William Barnes, an inmate on North Carolina's death row, was convicted of first-degree murder in 1994.
During closing arguments, an attorney for Barnes' co-defendant cited the Bible's Sixth Commandment, "Thou shalt not kill," and suggested that the jurors would have to answer to God on Judgment Day if they imposed the death sentence.
The attorney told the jurors: "You can never justify violating a law of God by saying the laws of man allowed it. If there is a higher God and a higher law, I would say not."
Immediately after Barnes was sentenced to death, chambers counsel informed the state trial judge that one of the jurors who condemned Barnes discussed the death penalty with her pastor the previous day.

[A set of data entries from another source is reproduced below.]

impl PostsService {
    /// Create a service over the given ports.
    pub fn new(ports: PostsPorts, clock: Arc<dyn Clock>) -> Self {
        Self { ports, clock }
    }

    /// Index listing of every post, served through the page cache.
    pub async fn list_posts(&self, page: PageRequest) -> Result<RenderedPage, Error> {
        let key = CacheKey::new(INDEX_CACHE_KEY)
            .map_err(|err| Error::internal(format!("invalid index cache key: {err}")))?;
        get_or_render(self.ports.cache.as_ref(), &key, INDEX_CACHE_TTL, || async {
            let page_obj = self.page_of(PostFilter::All, page).await?;
            let descriptor = Page::new(Template::Index).with("page_obj", &page_obj)?;
            self.render(&descriptor)
        })
        .await
    }

    /// Posts of one group.
    pub async fn list_group_posts(&self, slug: &str, page: PageRequest) -> Result<Page, Error> {
        let group = self.find_group(slug).await?;
        let page_obj = self.page_of(PostFilter::Group(group.id()), page).await?;
        Page::new(Template::GroupList)
            .with("group", &group)?
            .with("posts", page_obj.items())?
            .with("page_obj", &page_obj)
    }

    /// An author's profile with their posts.
    pub async fn view_profile(
        &self,
        viewer: Option<&User>,
        username: &str,
        page: PageRequest,
    ) -> Result<Page, Error> {
        let author = self.find_author(username).await?;
        let page_obj = self.page_of(PostFilter::Author(author.id()), page).await?;
        let following = match viewer {
            Some(viewer) => self.is_following(viewer, &author).await?,
            None => false,
        };
        Page::new(Template::Profile)
            .with("author", &author)?
            .with("following", following)?
            .with("post_count", page_obj.count())?
            .with("page_obj", &page_obj)
    }

    /// A single post with its comments and an empty comment form.
    pub async fn view_post(&self, id: PostId) -> Result<Page, Error> {
        let post = self.find_post(id).await?;
        let comments = self
            .ports
            .comments
            .list_for_post(id)
            .await
            .map_err(map_comment_error)?;
        let post_count = self
            .ports
            .posts
            .count(PostFilter::Author(post.author().id()))
            .await
            .map_err(map_post_error)?;
        Page::new(Template::PostDetail)
            .with("image", post.image().map(PostImage::path))?
            .with("post", &post)?
            .with("post_count", post_count)?
            .with("comments", &comments)?
            .with("form", FormContext::new(CommentFormValues::default()))
    }

    /// Blank post creation form.
    pub async fn create_post_form(&self, user: &User) -> Result<Page, Error> {
        debug!(user = %user, "showing post creation form");
        let groups = self.all_groups().await?;
        Page::new(Template::PostCreate)
            .with("form", FormContext::new(PostFormValues::default()))?
            .with("groups", &groups)
    }

    /// Publish a post as `user`.
    ///
    /// Invalid input re-renders the form with field errors and stores
    /// nothing; success redirects to the author's profile.
    pub async fn create_post(&self, user: &User, form: PostForm) -> Result<Response, Error> {
        let groups = self.all_groups().await?;
        let valid = match validate_post(&form, &group_ids(&groups)) {
            Ok(valid) => valid,
            Err(errors) => {
                debug!(user = %user, "post form rejected");
                let context = FormContext {
                    values: form.values(),
                    errors,
                };
                return Ok(Page::new(Template::PostCreate)
                    .with("form", context)?
                    .with("groups", &groups)?
                    .into());
            }
        };

        let image = self.store_image(valid.image.as_ref()).await?;
        let created = self
            .ports
            .posts
            .create(&NewPost {
                author: user.id(),
                text: valid.text,
                pub_date: self.clock.utc(),
                group: valid.group,
                image: image.clone(),
            })
            .await
            .map_err(map_post_error);
        let post = match created {
            Ok(post) => post,
            Err(error) => {
                self.discard_image(image.as_ref()).await;
                return Err(error);
            }
        };
        info!(post_id = %post.id(), author = %user, "post created");
        Ok(Redirect::to_profile(user.username()).into())
    }

    /// Edit form pre-filled with the post's current values.
    ///
    /// Non-authors are silently redirected to the post.
    pub async fn edit_post_form(&self, user: &User, id: PostId) -> Result<Response, Error> {
        let post = self.find_post(id).await?;
        if !post.is_authored_by(user) {
            debug!(post_id = %id, user = %user, "edit refused: not the author");
            return Ok(Redirect::to_post(id).into());
        }
        let values = PostFormValues {
            text: post.text().as_ref().to_owned(),
            group: post
                .group()
                .map(|group| group.id().to_string())
                .unwrap_or_default(),
        };
        let groups = self.all_groups().await?;
        Ok(edit_page(&post, FormContext::new(values), &groups)?.into())
    }

    /// Replace a post's text, group and image.
    ///
    /// Non-authors are silently redirected to the post without any change;
    /// invalid input re-renders the edit form.
    pub async fn edit_post(
        &self,
        user: &User,
        id: PostId,
        form: PostForm,
    ) -> Result<Response, Error> {
        let post = self.find_post(id).await?;
        if !post.is_authored_by(user) {
            debug!(post_id = %id, user = %user, "edit refused: not the author");
            return Ok(Redirect::to_post(id).into());
        }

        let groups = self.all_groups().await?;
        let valid = match validate_post(&form, &group_ids(&groups)) {
            Ok(valid) => valid,
            Err(errors) => {
                let context = FormContext {
                    values: form.values(),
                    errors,
                };
                return Ok(edit_page(&post, context, &groups)?.into());
            }
        };

        let image = self.store_image(valid.image.as_ref()).await?;
        let update = PostUpdate {
            text: valid.text,
            group: valid.group,
            image: image.clone(),
        };
        let updated = self
            .ports
            .posts
            .update(id, &update)
            .await
            .map_err(map_post_error)
            .and_then(|found| {
                found.ok_or_else(|| Error::not_found(format!("post {id} not found")))
            });
        if let Err(error) = updated {
            self.discard_image(image.as_ref()).await;
            return Err(error);
        }
        info!(post_id = %id, author = %user, "post updated");
        Ok(Redirect::to_post(id).into())
    }

    /// Comment on a post as `user`.
    ///
    /// Invalid comments are dropped without feedback; the client is always
    /// sent back to the post.
    pub async fn add_comment(
        &self,
        user: &User,
        id: PostId,
        form: CommentForm,
    ) -> Result<Redirect, Error> {
        let post = self.find_post(id).await?;
        match validate_comment(&form) {
            Ok(valid) => {
                let comment = self
                    .ports
                    .comments
                    .create(&NewComment {
                        post: post.id(),
                        author: user.id(),
                        text: valid.text,
                        created: self.clock.utc(),
                    })
                    .await
                    .map_err(map_comment_error)?;
                info!(post_id = %id, comment_id = %comment.id(), author = %user, "comment added");
            }
            Err(_) => debug!(post_id = %id, user = %user, "empty comment dropped"),
        }
        Ok(Redirect::to_post(id))
    }

    /// Posts by every author `user` follows.
    pub async fn follow_feed(&self, user: &User, page: PageRequest) -> Result<Page, Error> {
        let page_obj = self.page_of(PostFilter::FollowedBy(user.id()), page).await?;
        Page::new(Template::Follow).with("page_obj", &page_obj)
    }

    /// Subscribe `user` to `username`. Following yourself is a no-op.
    pub async fn follow(&self, user: &User, username: &str) -> Result<Redirect, Error> {
        let author = self.find_author(username).await?;
        if let Ok(follow) = Follow::new(user.id(), author.id()) {
            let created = self
                .ports
                .follows
                .insert_if_absent(&follow)
                .await
                .map_err(map_follow_error)?;
            if created {
                info!(follower = %user, author = %author, "follow created");
            }
        }
        Ok(Redirect::to_profile(author.username()))
    }

    /// Unsubscribe `user` from `username`. Unfollowing yourself is a no-op.
    pub async fn unfollow(&self, user: &User, username: &str) -> Result<Redirect, Error> {
        let author = self.find_author(username).await?;
        if let Ok(follow) = Follow::new(user.id(), author.id()) {
            let removed = self
                .ports
                .follows
                .delete(&follow)
                .await
                .map_err(map_follow_error)?;
            if removed {
                info!(follower = %user, author = %author, "follow removed");
            }
        }
        Ok(Redirect::to_profile(author.username()))
    }

    /// Render a page descriptor through the configured renderer.
    pub fn render(&self, page: &Page) -> Result<RenderedPage, Error> {
        let body = self
            .ports
            .renderer
            .render(page)
            .map_err(|err| Error::internal(err.to_string()))?;
        Ok(RenderedPage {
            template: page.template(),
            body,
        })
    }

    /// Render the not-found page for `path`.
    pub fn render_not_found(&self, path: &str) -> Result<RenderedPage, Error> {
        self.render(&Page::new(Template::NotFound).with("path", path)?)
    }

    /// Drop every cached page.
    pub async fn clear_cache(&self) -> Result<(), Error> {
        self.ports
            .cache
            .clear()
            .await
            .map_err(|err| Error::service_unavailable(err.to_string()))?;
        info!("page cache cleared");
        Ok(())
    }

    /// Resolve a session username to a user. Unknown or malformed names
    /// resolve to `None`.
    pub async fn find_user(&self, username: &str) -> Result<Option<User>, Error> {
        let Ok(parsed) = Username::new(username) else {
            return Ok(None);
        };
        self.ports
            .users
            .find_by_username(&parsed)
            .await
            .map_err(map_user_error)
    }

    async fn page_of(
        &self,
        filter: PostFilter,
        request: PageRequest,
    ) -> Result<pagination::Page<Post>, Error> {
        let total = self
            .ports
            .posts
            .count(filter)
            .await
            .map_err(map_post_error)?;
        let window = PAGINATOR.window(total, request);
        let items = if window.limit() == 0 {
            Vec::new()
        } else {
            self.ports
                .posts
                .list(filter, window.offset(), window.limit())
                .await
                .map_err(map_post_error)?
        };
        Ok(pagination::Page::new(window, items))
    }

    async fn find_group(&self, slug: &str) -> Result<Group, Error> {
        let not_found = || Error::not_found(format!("group {slug} not found"));
        let parsed = GroupSlug::new(slug).map_err(|_| not_found())?;
        self.ports
            .groups
            .find_by_slug(&parsed)
            .await
            .map_err(map_group_error)?
            .ok_or_else(not_found)
    }

    async fn find_author(&self, username: &str) -> Result<User, Error> {
        self.find_user(username)
            .await?
            .ok_or_else(|| Error::not_found(format!("user {username} not found")))
    }

    async fn find_post(&self, id: PostId) -> Result<Post, Error> {
        self.ports
            .posts
            .find_by_id(id)
            .await
            .map_err(map_post_error)?
            .ok_or_else(|| Error::not_found(format!("post {id} not found")))
    }

    async fn all_groups(&self) -> Result<Vec<Group>, Error> {
        self.ports
            .groups
            .list_all()
            .await
            .map_err(map_group_error)
    }

    async fn is_following(&self, viewer: &User, author: &User) -> Result<bool, Error> {
        let Ok(follow) = Follow::new(viewer.id(), author.id()) else {
            return Ok(false);
        };
        self.ports
            .follows
            .exists(&follow)
            .await
            .map_err(map_follow_error)
    }

    async fn store_image(&self, image: Option<&ValidImage>) -> Result<Option<PostImage>, Error> {
        let Some(image) = image else {
            return Ok(None);
        };
        let stored = self
            .ports
            .images
            .store(image)
            .await
            .map_err(|err| Error::internal(err.to_string()))?;
        debug!(path = stored.path(), "image stored");
        Ok(Some(stored))
    }

    /// Best-effort removal of an image whose post was never saved.
    async fn discard_image(&self, image: Option<&PostImage>) {
        let Some(image) = image else {
            return;
        };
        match self.ports.images.remove(image).await {
            Ok(()) => debug!(path = image.path(), "orphaned image removed"),
            Err(err) => warn!(path = image.path(), error = %err, "failed to remove orphaned image"),
        }
    }
}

She then brought a Bible to the jury's deliberations, and read to the jury a passage that said it is the duty of Christians to abide by the laws of the state.
Barnes moved for a mistrial, claiming that the juror's conversation inserted an external influence on the jury that violated his right to a fair trial.
A divided three-judge panel of the 4th Circuit ruled Monday that the state post-conviction court should have investigated the allegation of misconduct. It remanded the case, ordering a federal judge in Greensboro court to hold a hearing on Barnes' claim.
"The MAR [Motion for Appropriate Relief] Court greatly distorted Barnes' burden, requiring much more of Barnes than a threshold or minimal showing of potential juror bias," Stephanie Thacker wrote for the majority. "Even though Barnes alleged that Juror [Hollie] Jordan called Pastor [Tom] Lomax and discussed the death penalty with him while Juror Jordan was considering whether Barnes and his co-defendants would live or die, the court did not consider this conversation as involving ''extraneous information' ... or deal[ing] with the fairness and impartiality of the juror.' In essence, the MAR Court demanded proof of a Sixth Amendment violation - that is, proof of juror bias - before Barnes was entitled to any relief."
The Richmond, Va.-based federal appeals court rejected the notion that statement by defense counsel at closing arguments about God's condemnation was not an issue properly before the jury.
"To the extent that a juror had a conversation with a third party about the spiritual or moral implications of making this decision, the communication 'was of such a character as to reasonably draw into question the integrity of the verdict,'" the 53-page opinion states.
Judge Steven Agee dissented, finding that North Carolina state courts could reasonably have concluded that Barnes was not prejudiced by the juror's actions.
"If this case was before the court on a direct appeal, a different analysis would be required to determine whether Barnes could be entitled to any relief under Remmer," Agee wrote, citing the 1954 decision Remmer v. U.S. "But that is not the posture of the case before the court."